Fertility Aware seeks to bring you up to date with relevant information regarding your fertility health. We encourage you to become familiar with our body literacy pages, while recommending you see a consultant for a more in-depth instruction or to use a fertility awareness method to avoid pregnancy.
When we were children, we learnt how to distinguish each letter of the alphabet and to recognise combinations of these as words. We became literate.
But many of us were not adequately taught to be body literate and don’t know how to read the natural signs our body is showing us.
In the area of fertility awareness, body literacy means understanding how everything works together as a complex system to enable reproduction to take place. This includes understanding:
• Women’s and men’s reproductive anatomy
• The art of conception
• What controls the menstrual cycle
• Fertility after birth, during breastfeeding and beyond
• Infertility – causes and treatment
• Common cycle disorders
We hope these pages will inspire and empower you to take charge of your fertility and live the best and healthiest life imaginable.
Every woman’s body is unique. The exact size, shape and location of her organs and the timing of her cycle events are individual to each. We offer the following as a guide only.Every woman’s body is unique. The exact size, shape and location of her organs and the timing of her cycle events individual to each. We offer the following as a guide only.
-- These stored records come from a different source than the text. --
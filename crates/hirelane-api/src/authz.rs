use uuid::Uuid;

use hirelane_types::models::ApplicationDetail;

/// How a caller relates to an application's conversation.
#[derive(Debug, Clone, Copy, PartialEq, Eq)]
pub struct ParticipantRoles {
    pub is_applicant: bool,
    pub is_company_owner: bool,
}

impl ParticipantRoles {
    pub fn is_participant(&self) -> bool {
        self.is_applicant || self.is_company_owner
    }
}

/// Compare the caller against the two legitimate parties of an application:
/// the applicant, and the user owning the company that posted the job.
pub fn participant_roles(detail: &ApplicationDetail, caller: Uuid) -> ParticipantRoles {
    ParticipantRoles {
        is_applicant: detail.applicant.id == caller,
        is_company_owner: detail.company.user_id == caller,
    }
}

/// The party a participant is allowed to address.
pub fn counterpart(detail: &ApplicationDetail, roles: ParticipantRoles) -> Uuid {
    if roles.is_applicant {
        detail.company.user_id
    } else {
        detail.applicant.id
    }
}
pub mod api;
pub mod models;
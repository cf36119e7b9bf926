use axum::{
    Json, Router, middleware,
    routing::{get, post},
};
use serde_json::{Value, json};
use tower_http::cors::CorsLayer;
use tower_http::trace::TraceLayer;

use crate::auth::{self, AppState};
use crate::middleware::require_auth;
use crate::{applications, companies, jobs};

/// Build the full HTTP surface. The server binary and the integration tests
/// share this so both exercise the same middleware stack.
pub fn router(state: AppState) -> Router {
    let public_routes = Router::new()
        .route("/health", get(health))
        .route("/api/v1/user/register", post(auth::register))
        .route("/api/v1/user/login", post(auth::login));

    let application_routes = Router::new()
        .route("/apply/{job_id}", get(applications::apply_job))
        .route("/get", get(applications::get_applied_jobs))
        .route("/{job_id}/applicants", get(applications::get_applicants))
        .route("/status/{application_id}/update", post(applications::update_status))
        .route("/chat/send", post(applications::send_chat_message))
        .route("/chat/{application_id}", get(applications::get_chat_messages));

    let company_routes = Router::new()
        .route("/register", post(companies::register_company))
        .route("/get/{company_id}", get(companies::get_company));

    let job_routes = Router::new()
        .route("/post", post(jobs::post_job))
        .route("/get/{job_id}", get(jobs::get_job));

    let protected_routes = Router::new()
        .nest("/api/v1/application", application_routes)
        .nest("/api/v1/company", company_routes)
        .nest("/api/v1/job", job_routes)
        .route_layer(middleware::from_fn_with_state(state.clone(), require_auth));

    Router::new()
        .merge(public_routes)
        .merge(protected_routes)
        .layer(CorsLayer::permissive())
        .layer(TraceLayer::new_for_http())
        .with_state(state)
}

async fn health() -> Json<Value> {
    Json(json!({ "status": "ok", "success": true }))
}
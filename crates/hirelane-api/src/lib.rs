pub mod applications;
pub mod auth;
pub mod authz;
pub mod companies;
pub mod error;
pub mod jobs;
pub mod middleware;
pub mod repository;
pub mod router;
pub mod service;

use uuid::Uuid;

use crate::error::{ApiError, ApiResult};

/// Run blocking storage work off the async runtime.
pub(crate) async fn run_blocking<F, T>(f: F) -> ApiResult<T>
where
    F: FnOnce() -> ApiResult<T> + Send + 'static,
    T: Send + 'static,
{
    tokio::task::spawn_blocking(f).await?
}

/// Parse an id taken from a path or body, rejecting anything that is not a UUID.
pub(crate) fn parse_id(raw: &str, what: &str) -> ApiResult<Uuid> {
    raw.trim()
        .parse()
        .map_err(|_| ApiError::bad_request(format!("Invalid {} id", what)))
}
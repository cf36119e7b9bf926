mod config;

use std::sync::Arc;

use tracing::info;

use hirelane_api::auth::AppStateInner;
use hirelane_api::router::router;
use hirelane_db::Database;

use crate::config::Config;

#[tokio::main]
async fn main() -> anyhow::Result<()> {
    // Load .env if present
    let _ = dotenvy::dotenv();

    // Init logging
    tracing_subscriber::fmt()
        .with_env_filter(
            tracing_subscriber::EnvFilter::try_from_default_env()
                .unwrap_or_else(|_| "hirelane=debug,tower_http=debug".into()),
        )
        .init();

    let config = Config::from_env()?;

    // Init database
    let db = Arc::new(Database::open(&config.db_path)?);

    let state = AppStateInner::new(
        db,
        config.jwt_secret,
        chrono::Duration::hours(config.token_ttl_hours),
    );
    let app = router(state);

    info!("Hirelane server listening on {}", config.addr);
    info!("Access tokens expire after {} hours", config.token_ttl_hours);

    let listener = tokio::net::TcpListener::bind(config.addr).await?;
    axum::serve(listener, app)
        .with_graceful_shutdown(shutdown_signal())
        .await?;

    Ok(())
}

async fn shutdown_signal() {
    let ctrl_c = tokio::signal::ctrl_c();
    #[cfg(unix)]
    {
        let mut sigterm =
            match tokio::signal::unix::signal(tokio::signal::unix::SignalKind::terminate()) {
                Ok(signal) => signal,
                Err(e) => {
                    tracing::warn!("SIGTERM handler unavailable: {}", e);
                    ctrl_c.await.ok();
                    info!("Received Ctrl+C, shutting down...");
                    return;
                }
            };
        tokio::select! {
            _ = ctrl_c => info!("Received Ctrl+C, shutting down..."),
            _ = sigterm.recv() => info!("Received SIGTERM, shutting down..."),
        }
    }
    #[cfg(not(unix))]
    {
        ctrl_c.await.ok();
        info!("Received Ctrl+C, shutting down...");
    }
}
The female reproductive system is made up of both internal and external genitalia. The major internal reproductive organs are the ovaries, fallopian tubes, uterus, cervix and vagina. The external reproductive parts are at the vulva. When a young woman’s menstrual cycle starts to function, it is the beginning of her ability to procreate – to create another human being. Below are some of the key parts of this process. Please also see our hormonal driven cycle page.
The ovaries are almond-shaped organs containing the female sex cells or ova. This is the site of production of the hormones oestrogen and progesterone, which are essential for ovulation and healthy pregnancy. There are two ovaries, one on each side of the uterus.
A follicle can be described as an “egg shell.” It encases the egg and its cells are responsible for secreting the hormones oestrogen and progesterone. Each cycle one dominant follicle develops per ovary (most often only one ovary per cycle, but sometimes two) and releases an ovum into the fallopian tube.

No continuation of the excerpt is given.